Please filter the listing for the string "matches" and copy each matching line.
** DATASET EXCERPTS follows **
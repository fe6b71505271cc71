//! # 采样归一化模块
//!
//! ## 设计思路
//!
//! 宿主返回的缓冲元素类型随文档位深变化：8 位文档给 `u8`，16 位
//! 文档给 `u16`，32 位文档给浮点。更麻烦的是 16 位存在两种量程
//! 约定：部分版本按 0..32768 输出并把 32768 当满量程，常规版本
//! 按 0..65535 输出。这里统一收敛到 0..255，策略是先扫一遍最大值
//! 判断量程，再做对应映射。
//!
//! ## 实现思路
//!
//! - `u8`：长度校验后原样返回。
//! - `u16`：max ≤ 32768 走半量程映射（32768 → 255，其余 ÷128 取整），
//!   否则按 65535 满量程四舍五入 ÷257。
//! - 浮点：max ≤ 1.0 视为 0..1 区间乘 255，否则视为已是 0..255，
//!   逐值四舍五入并截断到 0..255（NaN 落为 0）。
//! - 原始字节：仅当字节数恰好等于期望采样数时按 `u8` 透传。

use crate::host::RawSampleBuffer;
use crate::pixel::error::PixelError;

/// 半量程 16 位缓冲的满量程值。
const U16_HALF_SCALE_FULL: u16 = 32768;

/// 把宿主原始采样缓冲归一化为 0..255 的 `u8` 序列。
///
/// `expected_len` 是按区域尺寸与通道数推算出的采样个数，长度不符
/// 直接报错而不是截断，坏数据宁可失败也不要悄悄出错图。
pub fn normalize_to_u8(
    buffer: &RawSampleBuffer,
    expected_len: usize,
    context: &'static str,
) -> Result<Vec<u8>, PixelError> {
    let check_len = |actual: usize| -> Result<(), PixelError> {
        if actual != expected_len {
            return Err(PixelError::LengthMismatch {
                context,
                expected: expected_len,
                actual,
            });
        }
        Ok(())
    };

    match buffer {
        RawSampleBuffer::U8(samples) => {
            check_len(samples.len())?;
            Ok(samples.clone())
        }
        RawSampleBuffer::U16(samples) => {
            check_len(samples.len())?;
            let max = samples.iter().copied().max().unwrap_or(0);
            if max <= U16_HALF_SCALE_FULL {
                Ok(samples
                    .iter()
                    .map(|&v| {
                        if v == U16_HALF_SCALE_FULL {
                            255
                        } else {
                            (v / 128) as u8
                        }
                    })
                    .collect())
            } else {
                Ok(samples
                    .iter()
                    .map(|&v| (f64::from(v) / 257.0).round() as u8)
                    .collect())
            }
        }
        RawSampleBuffer::F32(samples) => {
            check_len(samples.len())?;
            Ok(scale_floats(samples.iter().map(|&v| f64::from(v))))
        }
        RawSampleBuffer::F64(samples) => {
            check_len(samples.len())?;
            Ok(scale_floats(samples.iter().copied()))
        }
        RawSampleBuffer::Bytes(bytes) => {
            if bytes.len() == expected_len {
                Ok(bytes.clone())
            } else {
                Err(PixelError::UnsupportedType {
                    context,
                    kind: buffer.kind_name(),
                })
            }
        }
    }
}

fn scale_floats(samples: impl Iterator<Item = f64> + Clone) -> Vec<u8> {
    let max = samples.clone().fold(0.0f64, f64::max);
    let scale = if max <= 1.0 { 255.0 } else { 1.0 };
    samples
        .map(|v| (v * scale).round().clamp(0.0, 255.0) as u8)
        .collect()
}

/// 扫描缓冲的最小/最大值，用于调试日志。
///
/// 空缓冲返回 `(255, 0)`，即初始哨兵值。
pub fn min_max_u8(samples: &[u8]) -> (u8, u8) {
    let mut min = 255u8;
    let mut max = 0u8;
    for &v in samples {
        if v < min {
            min = v;
        }
        if v > max {
            max = v;
        }
    }
    (min, max)
}
//! # 色相旋转模块
//!
//! 在 HSV 空间里对 RGBA 工作副本做整体色相偏移。转换采用标准的
//! 六扇区公式；灰像素（R=G=B）没有色相，原样跳过，避免浮点换算
//! 在中性色上引入可见色偏。alpha 通道不参与。

/// 对交错 RGBA 缓冲就地旋转色相，`degrees` 可为负或超过 360。
pub fn rotate_hue_in_place(rgba: &mut [u8], degrees: f32) {
    let shift = degrees.rem_euclid(360.0);
    if shift == 0.0 {
        return;
    }

    for pixel in rgba.chunks_exact_mut(4) {
        let (r, g, b) = (pixel[0], pixel[1], pixel[2]);
        if r == g && g == b {
            continue;
        }

        let (h, s, v) = rgb_to_hsv(r, g, b);
        let (nr, ng, nb) = hsv_to_rgb(h + shift, s, v);
        pixel[0] = nr;
        pixel[1] = ng;
        pixel[2] = nb;
    }
}

fn rgb_to_hsv(r: u8, g: u8, b: u8) -> (f32, f32, f32) {
    let rf = r as f32 / 255.0;
    let gf = g as f32 / 255.0;
    let bf = b as f32 / 255.0;

    let max = rf.max(gf).max(bf);
    let min = rf.min(gf).min(bf);
    let delta = max - min;

    let v = max;
    let s = if max > 0.0 { delta / max } else { 0.0 };

    let h = if delta == 0.0 {
        0.0
    } else if max == rf {
        60.0 * (((gf - bf) / delta) % 6.0)
    } else if max == gf {
        60.0 * (((bf - rf) / delta) + 2.0)
    } else {
        60.0 * (((rf - gf) / delta) + 4.0)
    };

    let h = if h < 0.0 { h + 360.0 } else { h };

    (h, s, v)
}

fn hsv_to_rgb(h: f32, s: f32, v: f32) -> (u8, u8, u8) {
    let s = s.clamp(0.0, 1.0);
    let v = v.clamp(0.0, 1.0);
    let h = h.rem_euclid(360.0);

    let c = v * s;
    let x = c * (1.0 - ((h / 60.0) % 2.0 - 1.0).abs());
    let m = v - c;

    let (r, g, b) = if h < 60.0 {
        (c, x, 0.0)
    } else if h < 120.0 {
        (x, c, 0.0)
    } else if h < 180.0 {
        (0.0, c, x)
    } else if h < 240.0 {
        (0.0, x, c)
    } else if h < 300.0 {
        (x, 0.0, c)
    } else {
        (c, 0.0, x)
    };

    (
        ((r + m) * 255.0).round().clamp(0.0, 255.0) as u8,
        ((g + m) * 255.0).round().clamp(0.0, 255.0) as u8,
        ((b + m) * 255.0).round().clamp(0.0, 255.0) as u8,
    )
}

#[cfg(test)]
mod tests {
    use super::*;

    #[test]
    fn primary_colors_rotate_between_sectors() {
        let mut rgba = vec![255, 0, 0, 200];
        rotate_hue_in_place(&mut rgba, 120.0);
        assert_eq!(rgba, vec![0, 255, 0, 200]);

        let mut rgba = vec![255, 0, 0, 10];
        rotate_hue_in_place(&mut rgba, -120.0);
        assert_eq!(rgba, vec![0, 0, 255, 10]);
    }

    #[test]
    fn opposite_rotation_lands_on_complement() {
        let mut rgba = vec![0, 255, 255, 255];

        rotate_hue_in_place(&mut rgba, 180.0);
        assert_eq!(rgba, vec![255, 0, 0, 255]);
    }

    #[test]
    fn gray_pixels_are_left_alone() {
        let mut rgba = vec![128, 128, 128, 64, 0, 0, 0, 255, 255, 255, 255, 9];
        let original = rgba.clone();

        rotate_hue_in_place(&mut rgba, 77.5);
        assert_eq!(rgba, original);
    }

    #[test]
    fn full_turn_is_a_no_op() {
        let mut rgba = vec![12, 200, 90, 128];
        let original = rgba.clone();

        rotate_hue_in_place(&mut rgba, 360.0);
        assert_eq!(rgba, original);

        rotate_hue_in_place(&mut rgba, -720.0);
        assert_eq!(rgba, original);
    }

    #[test]
    fn fractional_channels_round_instead_of_truncating() {
        // 纯蓝 (0,0,69) 转 37°：h=240→277，R 通道落在 42.55，
        // 必须四舍五入到 43 而不是截断成 42。
        let mut rgba = vec![0, 0, 69, 255];
        rotate_hue_in_place(&mut rgba, 37.0);
        assert_eq!(rgba, vec![43, 0, 69, 255]);

        // 同一角度更亮的蓝：R = 0.6167×207 = 127.65 → 128。
        let mut rgba = vec![0, 0, 207, 255];
        rotate_hue_in_place(&mut rgba, 37.0);
        assert_eq!(rgba, vec![128, 0, 207, 255]);
    }

    #[test]
    fn alpha_survives_arbitrary_rotation() {
        let mut rgba = vec![30, 180, 77, 42, 250, 4, 99, 171];

        rotate_hue_in_place(&mut rgba, 211.3);
        assert_eq!(rgba[3], 42);
        assert_eq!(rgba[7], 171);
    }
}
/*!
 # FX Runner

 A Rust library for supervising a single FXServer game-server process.

 ## Overview

 FX Runner provides functionality to:
 - Validate the server cfg and spawn the server with a fresh session token
 - Send console commands over stdin with injection-safe argument encoding
 - Decode the structured event stream the server writes on file descriptor 3
 - Kill and restart the server with a player-facing shutdown notice
 - Back off respawns while the server keeps failing to bind its port
 - Keep a bounded history of past server processes

 ## Basic Usage

 ```no_run
 use fxrunner::{Collaborators, CommandAuthor, Result, Supervisor};
 use serde_json::json;

 #[tokio::main]
 async fn main() -> Result<()> {
     // Create a supervisor from a config file
     let supervisor = Supervisor::from_config_file("fxrunner.json", Collaborators::detached())?;

     // Validate the cfg and start the server
     supervisor.spawn(true).await?;

     // Talk to the server console
     let admin = CommandAuthor::from("alice");
     supervisor
         .send_command("say", &[json!("Restarting soon")], &admin)
         .await?;

     // Restart with a shutdown notice, then stop for good
     supervisor.restart_server("scheduled restart", &admin).await?;
     supervisor.kill_server("maintenance", &admin, false).await?;

     println!("History: {:?}", supervisor.history());
     Ok(())
 }
 ```

 ## Features

 - **Process Supervision**: Spawn, kill and restart one server process
 - **Event Stream**: Route structured events to pluggable collaborators
 - **Configuration**: Configure the supervisor through a JSON config file
 - **Error Handling**: One error type with operator-readable messages
 - **Async Support**: Full async/await support on tokio

 ## License

 This project is licensed under the terms in the LICENSE file.
*/

pub mod collaborators;
pub mod config;
pub mod error;
pub mod server;
pub mod supervisor;
pub mod transport;

pub use collaborators::Collaborators;
pub use config::SupervisorConfig;
pub use error::{Error, Result};
pub use server::{ChildProcessHandle, ChildProcessRecord, ChildProcessState};
pub use supervisor::{CommandAuthor, Supervisor};
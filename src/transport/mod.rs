pub mod command;
pub mod event_stream;
pub mod frame;
mod stdio;

pub use command::{encode_arg, encode_command, sanitize_arg, sanitize_arg_string};
pub use event_stream::{EventStreamDecoder, FrameOutcome, SessionLink};
pub use frame::{StructuredTraceFrame, TraceKind, TraceValue};
pub use stdio::pump_output;
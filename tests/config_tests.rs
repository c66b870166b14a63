use fxrunner::config::{SupervisorConfig, validate_config};
use fxrunner::error::{Error, Result};
use std::io::Write;
use std::path::PathBuf;
use std::time::Duration;

#[test]
fn test_parse_config() -> Result<()> {
    let config_str = r#"{
        "serverName": "Los Santos RP",
        "server": {
            "command": "/opt/fxserver/run.sh",
            "args": ["+set", "sv_enforceGameBuild", "2944"],
            "env": {"TZ": "UTC"},
            "dataPath": "/srv/server-data",
            "cfgPath": "/srv/server-data/server.cfg"
        },
        "shutdownNoticeDelayMs": 10000,
        "backoff": {"stepMs": 2000}
    }"#;

    let config = SupervisorConfig::parse_from_str(config_str)?;

    assert_eq!(config.server_name, "Los Santos RP");
    assert_eq!(config.server.command, "/opt/fxserver/run.sh");
    assert_eq!(config.server.args, vec!["+set", "sv_enforceGameBuild", "2944"]);
    assert_eq!(config.server.env["TZ"], "UTC");
    assert_eq!(config.server.data_path, Some(PathBuf::from("/srv/server-data")));
    assert_eq!(
        config.server.cfg_path,
        Some(PathBuf::from("/srv/server-data/server.cfg"))
    );
    assert_eq!(config.shutdown_notice_delay(), Duration::from_secs(10));
    assert_eq!(config.backoff.step_ms, 2_000);
    assert_eq!(config.backoff.cap_ms, 45_000);

    validate_config(&config)?;
    Ok(())
}

#[test]
fn test_defaults() -> Result<()> {
    let config = SupervisorConfig::parse_from_str(r#"{"server": {"command": "FXServer"}}"#)?;

    assert!(config.server.args.is_empty());
    assert!(config.server.data_path.is_none());
    assert_eq!(config.shutdown_notice_delay(), Duration::from_millis(5_000));
    assert_eq!(config.restart_spawn_delay(), Duration::from_millis(500));
    assert_eq!(config.instant_crash_threshold(), Duration::from_millis(5_000));
    assert_eq!(config.watchdog_log_delay(), Duration::from_millis(250));
    assert_eq!(config.history_limit, 50);
    assert_eq!(config.event_command, "txaEvent");

    validate_config(&config)?;
    Ok(())
}

#[test]
fn test_load_from_file() -> Result<()> {
    let mut file = tempfile::NamedTempFile::new().unwrap();
    write!(
        file,
        r#"{{"server": {{"command": "FXServer", "cfgPath": "server.cfg"}}, "historyLimit": 3}}"#
    )
    .unwrap();

    let config = SupervisorConfig::from_file(file.path())?;
    assert_eq!(config.history_limit, 3);
    assert_eq!(config.server.cfg_path, Some(PathBuf::from("server.cfg")));
    Ok(())
}

#[test]
fn test_missing_file() {
    let dir = tempfile::tempdir().unwrap();
    let result = SupervisorConfig::from_file(dir.path().join("absent.json"));
    assert!(matches!(result, Err(Error::ConfigParse(_))));
}

#[test]
fn test_invalid_json() {
    let result = SupervisorConfig::parse_from_str(r#"{"server": {"command": "FXServer""#);
    assert!(matches!(result, Err(Error::ConfigParse(_))));

    let result = SupervisorConfig::parse_from_str(r#"{"serverName": "no server block"}"#);
    assert!(matches!(result, Err(Error::ConfigParse(_))));
}

#[test]
fn test_validation_rejects_bad_values() -> Result<()> {
    let base = SupervisorConfig::parse_from_str(r#"{"server": {"command": "FXServer"}}"#)?;

    let mut blank_command = base.clone();
    blank_command.server.command = "  ".to_string();
    assert!(matches!(validate_config(&blank_command), Err(Error::ConfigInvalid(_))));

    let mut zero_step = base.clone();
    zero_step.backoff.step_ms = 0;
    assert!(matches!(validate_config(&zero_step), Err(Error::ConfigInvalid(_))));

    let mut low_cap = base.clone();
    low_cap.backoff.cap_ms = low_cap.backoff.step_ms - 1;
    assert!(matches!(validate_config(&low_cap), Err(Error::ConfigInvalid(_))));

    let mut no_history = base.clone();
    no_history.history_limit = 0;
    assert!(matches!(validate_config(&no_history), Err(Error::ConfigInvalid(_))));

    let mut bad_event = base;
    bad_event.event_command = "txa Event".to_string();
    assert!(matches!(validate_config(&bad_event), Err(Error::ConfigInvalid(_))));
    Ok(())
}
** End of DATASET EXCERPTS **
__ANSWER SECTION__
    assert!(matches!(result, Err(Error::ConfigParse(_))));
    assert!(matches!(result, Err(Error::ConfigParse(_))));
    assert!(matches!(result, Err(Error::ConfigParse(_))));
    assert!(matches!(validate_config(&blank_command), Err(Error::ConfigInvalid(_))));
    assert!(matches!(validate_config(&zero_step), Err(Error::ConfigInvalid(_))));
    assert!(matches!(validate_config(&low_cap), Err(Error::ConfigInvalid(_))));
    assert!(matches!(validate_config(&no_history), Err(Error::ConfigInvalid(_))));
    assert!(matches!(validate_config(&bad_event), Err(Error::ConfigInvalid(_))));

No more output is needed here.